Siddiq Islam – Love-Heart-Shaped Curve Song:

A maths song. Siddiq is an undergraduate at Oriel College, Oxford.

Romy Williamson – Rubik’s Cube:

This is a Rubik’s cube of my own design. It’s made from 156 squares of paper, and other things I had on my desk. The Rubik’s cube is a popular example of Group Theory in real life.

The set of all ways to assemble a cube from the Rubik’s cube pieces has cardinality (12!)(2^12)(8!)(3^8) because there are 12 edge pieces each with 2 possible orientations, and 8 corner pieces each with 3 possible orientations. However, many of these configurations are impossible to reach by turning a solved cube. So the actual Rubik’s cube group has “only” (12!)(2^10)(8!)(3^7)=43,252,003,274,489,856,000 elements.

Romy Williamson is an undergraduate at Merton College, Oxford.

Martin Parker – Diffusion limited aggregation:

Diffusion Limited Aggregation (DLA) is a random fractal object created by repeatedly simulating random walks (‘diffusing particles’). It is a topic of great mathematical and physical interest. For this multimedia piece, DLA was simulated on a line and the heights of the particles in the object were then converted into musical notes which can be heard on a synthesiser. The video is a visualisation of the music (it does not represent how the object was grown). The work is inspired by the piece ‘dendritic’ (https://www.multiverseseries.org/blog/dendritic).

Martin Parker is an undergraduate at St Catherine’s College, Oxford.

Aidan Strong – Bach Crab Canon

Here I play one of the canons from Bach’s ‘Musical Offering’, which is one of Bach’s most complex and mathematical works. The musical offering is filled with devices such as canons, augmentations, and retrogrades, each of which can be thought of as translations, stretches, and reflections of the music in the time axis respectively. In this canon, the 18 bar theme is played against itself but in reverse, so when the full 18 bars are played in reverse, it sounds the same – i.e. there is symmetry about the time axis!

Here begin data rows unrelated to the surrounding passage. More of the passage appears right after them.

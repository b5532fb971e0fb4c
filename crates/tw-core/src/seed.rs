//! Seed data declarations and row resolution
//!
//! Seed data is a column list plus a list of rows. Each row is reconciled
//! against the column list with a fixed precedence:
//!
//! 1. a value keyed by the column name in the row,
//! 2. the column's shared default,
//! 3. the current timestamp when the column plays a timestamp role,
//! 4. the next unused positional value of the row (`NULL` once exhausted).

use crate::serde_helpers::{default_true, ordered_map};
use crate::dialect::Dialect;
use crate::timestamps::TimestampColumns;
use chrono::{DateTime, Utc};
use serde::de::{self, Deserializer, MapAccess, SeqAccess, Visitor};
use serde::{Deserialize, Serialize};
use std::collections::VecDeque;
use std::fmt;

/// Format used for auto-filled timestamp values.
pub const TIMESTAMP_FORMAT: &str = "%Y-%m-%d %H:%M:%S";

/// Format a UTC instant the way auto-filled timestamp columns store it.
pub fn format_timestamp(now: DateTime<Utc>) -> String {
    now.format(TIMESTAMP_FORMAT).to_string()
}

/// A scalar seed value.
#[derive(Debug, Clone, PartialEq, Serialize)]
#[serde(untagged)]
pub enum SeedValue {
    Null,
    Bool(bool),
    Int(i64),
    Float(f64),
    Text(String),
}

impl SeedValue {
    /// Render as a SQL literal for `dialect`.
    pub fn to_sql_literal(&self, dialect: Dialect) -> String {
        match self {
            SeedValue::Null => "NULL".to_string(),
            SeedValue::Bool(true) => "TRUE".to_string(),
            SeedValue::Bool(false) => "FALSE".to_string(),
            SeedValue::Int(n) => n.to_string(),
            SeedValue::Float(f) if f.is_finite() => f.to_string(),
            SeedValue::Float(_) => "NULL".to_string(),
            SeedValue::Text(s) => format!("'{}'", dialect.escape_string(s)),
        }
    }
}

impl From<&str> for SeedValue {
    fn from(s: &str) -> Self {
        SeedValue::Text(s.to_string())
    }
}

impl From<String> for SeedValue {
    fn from(s: String) -> Self {
        SeedValue::Text(s)
    }
}

impl From<i64> for SeedValue {
    fn from(n: i64) -> Self {
        SeedValue::Int(n)
    }
}

impl From<bool> for SeedValue {
    fn from(b: bool) -> Self {
        SeedValue::Bool(b)
    }
}

impl<'de> Deserialize<'de> for SeedValue {
    fn deserialize<D>(deserializer: D) -> Result<Self, D::Error>
    where
        D: Deserializer<'de>,
    {
        struct SeedValueVisitor;

        impl<'de> Visitor<'de> for SeedValueVisitor {
            type Value = SeedValue;

            fn expecting(&self, f: &mut fmt::Formatter<'_>) -> fmt::Result {
                f.write_str("a scalar value")
            }

            fn visit_unit<E: de::Error>(self) -> Result<SeedValue, E> {
                Ok(SeedValue::Null)
            }

            fn visit_none<E: de::Error>(self) -> Result<SeedValue, E> {
                Ok(SeedValue::Null)
            }

            fn visit_bool<E: de::Error>(self, v: bool) -> Result<SeedValue, E> {
                Ok(SeedValue::Bool(v))
            }

            fn visit_i64<E: de::Error>(self, v: i64) -> Result<SeedValue, E> {
                Ok(SeedValue::Int(v))
            }

            fn visit_u64<E: de::Error>(self, v: u64) -> Result<SeedValue, E> {
                i64::try_from(v)
                    .map(SeedValue::Int)
                    .map_err(|_| E::custom(format!("integer {v} out of range")))
            }

            fn visit_f64<E: de::Error>(self, v: f64) -> Result<SeedValue, E> {
                Ok(SeedValue::Float(v))
            }

            fn visit_str<E: de::Error>(self, v: &str) -> Result<SeedValue, E> {
                Ok(SeedValue::Text(v.to_string()))
            }

            fn visit_string<E: de::Error>(self, v: String) -> Result<SeedValue, E> {
                Ok(SeedValue::Text(v))
            }
        }

        deserializer.deserialize_any(SeedValueVisitor)
    }
}

/// Seed column: a name with an optional default shared by every row.
///
/// YAML: `name` or `{status: active}`.
#[derive(Debug, Clone, PartialEq, Deserialize)]
#[serde(try_from = "RawSeedColumn")]
pub struct SeedColumn {
    /// Column name
    pub name: String,
    /// Value used for rows that do not set the column explicitly
    pub default: Option<SeedValue>,
}

impl SeedColumn {
    /// Column without a shared default.
    pub fn named(name: impl Into<String>) -> Self {
        Self {
            name: name.into(),
            default: None,
        }
    }

    /// Column with a shared default.
    pub fn with_default(name: impl Into<String>, default: impl Into<SeedValue>) -> Self {
        Self {
            name: name.into(),
            default: Some(default.into()),
        }
    }
}

#[derive(Deserialize)]
#[serde(untagged)]
enum RawSeedColumn {
    Name(String),
    WithDefault(#[serde(deserialize_with = "ordered_map")] Vec<(String, SeedValue)>),
}

impl TryFrom<RawSeedColumn> for SeedColumn {
    type Error = String;

    fn try_from(raw: RawSeedColumn) -> Result<Self, Self::Error> {
        match raw {
            RawSeedColumn::Name(name) => Ok(SeedColumn::named(name)),
            RawSeedColumn::WithDefault(mut entries) => {
                if entries.len() != 1 {
                    return Err(format!(
                        "seed column with default must have exactly one key, found {}",
                        entries.len()
                    ));
                }
                let (name, default) = entries.remove(0);
                Ok(SeedColumn {
                    name,
                    default: Some(default),
                })
            }
        }
    }
}

/// One seed row: positional values plus keyed overrides.
///
/// YAML forms:
/// - `[a, b]`: positional
/// - `{name: x, status: y}`: keyed
/// - `[a, {status: y}]`: mixed, mappings inside a list are keyed overrides
#[derive(Debug, Clone, PartialEq, Default)]
pub struct SeedRow {
    /// Values consumed in order by columns without another source
    pub positional: Vec<SeedValue>,
    /// Values addressed by column name
    pub keyed: Vec<(String, SeedValue)>,
}

impl SeedRow {
    /// Row of positional values.
    pub fn positional<I, V>(values: I) -> Self
    where
        I: IntoIterator<Item = V>,
        V: Into<SeedValue>,
    {
        Self {
            positional: values.into_iter().map(Into::into).collect(),
            keyed: Vec::new(),
        }
    }

    /// Add a keyed value.
    pub fn set(mut self, column: impl Into<String>, value: impl Into<SeedValue>) -> Self {
        let column = column.into();
        let value = value.into();
        match self.keyed.iter_mut().find(|(k, _)| *k == column) {
            Some(entry) => entry.1 = value,
            None => self.keyed.push((column, value)),
        }
        self
    }

    /// Value explicitly keyed by `column`, if any.
    pub fn get(&self, column: &str) -> Option<&SeedValue> {
        self.keyed.iter().find(|(k, _)| k == column).map(|(_, v)| v)
    }

    /// Whether the row carries no values at all.
    pub fn is_empty(&self) -> bool {
        self.positional.is_empty() && self.keyed.is_empty()
    }
}

#[derive(Deserialize)]
#[serde(untagged)]
enum RowItem {
    Value(SeedValue),
    Keyed(#[serde(deserialize_with = "ordered_map")] Vec<(String, SeedValue)>),
}

impl<'de> Deserialize<'de> for SeedRow {
    fn deserialize<D>(deserializer: D) -> Result<Self, D::Error>
    where
        D: Deserializer<'de>,
    {
        struct SeedRowVisitor;

        impl<'de> Visitor<'de> for SeedRowVisitor {
            type Value = SeedRow;

            fn expecting(&self, f: &mut fmt::Formatter<'_>) -> fmt::Result {
                f.write_str("a list of values or a mapping of column to value")
            }

            fn visit_seq<A>(self, mut seq: A) -> Result<SeedRow, A::Error>
            where
                A: SeqAccess<'de>,
            {
                let mut row = SeedRow::default();
                while let Some(item) = seq.next_element::<RowItem>()? {
                    match item {
                        RowItem::Value(v) => row.positional.push(v),
                        RowItem::Keyed(entries) => {
                            for (k, v) in entries {
                                row = row.set(k, v);
                            }
                        }
                    }
                }
                Ok(row)
            }

            fn visit_map<A>(self, mut map: A) -> Result<SeedRow, A::Error>
            where
                A: MapAccess<'de>,
            {
                let mut row = SeedRow::default();
                while let Some((k, v)) = map.next_entry::<String, SeedValue>()? {
                    row = row.set(k, v);
                }
                Ok(row)
            }
        }

        deserializer.deserialize_any(SeedRowVisitor)
    }
}

/// Seed data section of a migration.
#[derive(Debug, Clone, PartialEq, Deserialize)]
#[serde(deny_unknown_fields)]
pub struct SeedData {
    /// Target columns, in insertion order
    #[serde(default)]
    pub columns: Vec<SeedColumn>,

    /// Rows to insert
    #[serde(default)]
    pub rows: Vec<SeedRow>,

    /// Drop the freshly created table when insertion fails
    #[serde(default = "default_true")]
    pub drop_table_on_error: bool,
}

impl Default for SeedData {
    fn default() -> Self {
        Self {
            columns: Vec::new(),
            rows: Vec::new(),
            drop_table_on_error: true,
        }
    }
}

impl SeedData {
    /// Whether there is anything to insert.
    pub fn is_empty(&self) -> bool {
        self.columns.is_empty() || self.rows.is_empty()
    }
}

/// Normalized seed data ready for a batch insert.
#[derive(Debug, Clone, PartialEq, Default)]
pub struct ResolvedRows {
    /// Column names
    pub columns: Vec<String>,
    /// One value per column for every row
    pub rows: Vec<Vec<SeedValue>>,
}

impl ResolvedRows {
    /// Whether the insert would be a no-op.
    pub fn is_empty(&self) -> bool {
        self.columns.is_empty() || self.rows.is_empty()
    }
}

/// Reconcile seed columns and rows into a column list and value matrix.
///
/// Returns an empty result when either `columns` or `rows` is empty.
/// `now` is formatted once and shared by every row.
pub fn resolve(
    columns: &[SeedColumn],
    rows: &[SeedRow],
    timestamps: &TimestampColumns,
    now: DateTime<Utc>,
) -> ResolvedRows {
    if columns.is_empty() || rows.is_empty() {
        return ResolvedRows::default();
    }

    let names: Vec<String> = columns.iter().map(|c| c.name.clone()).collect();
    let now = SeedValue::Text(format_timestamp(now));

    let mut resolved = Vec::with_capacity(rows.len());
    for row in rows {
        let mut positional: VecDeque<&SeedValue> = row.positional.iter().collect();
        let mut values = Vec::with_capacity(columns.len());

        for column in columns {
            let value = if let Some(v) = row.get(&column.name) {
                v.clone()
            } else if let Some(default) = &column.default {
                default.clone()
            } else if timestamps.is_timestamp_column(&column.name) {
                now.clone()
            } else {
                positional.pop_front().cloned().unwrap_or(SeedValue::Null)
            };
            values.push(value);
        }

        if !values.is_empty() {
            resolved.push(values);
        }
    }

    ResolvedRows {
        columns: names,
        rows: resolved,
    }
}

#[cfg(test)]
#[path = "seed_test.rs"]
mod tests;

Aidan Strong is an undergraduate at Lincoln College, Oxford.

Sam Palmer – Polyrhythms

Polyrhythms are a rare gem in music. They appear in a range of contexts from Queen’s Bohemian Rhapsody to tribal African music. Polyrhythm refers to multiple rhythms happening at the same time, for example having one melody playing three beats per bar while another melody plays four beats in the same bar. This is a little melody I wrote where most of the time the bass notes are playing in three time and the high notes are in four time.

Sam Palmer is a Postdoctoral Research Associate at the Mathematical Institute in Oxford.

Andrew Krause – Pattern Forming Snake

James Murray’s Mathematical Biology textbook discussed a model of cell movement (chemotaxis) plausibly underlying the formation of patterns on the skin of snakes. In the embryonic stage when these patterns form, the snakes are already coiled. The book states, “although it would be more realistic to study the model mechanism on the surface of a coiled cylindrical domain, the numerical simulation difficulties were already considerable even on a plane domain.”

This is such a simulation not feasible in the 1980s. Rather than stationary patterns, we see continuous movement of cells. It took about an hour of computing in 2021.

Andrew Krause is a Postdoctoral Research Associate at the Mathematical Institute in Oxford.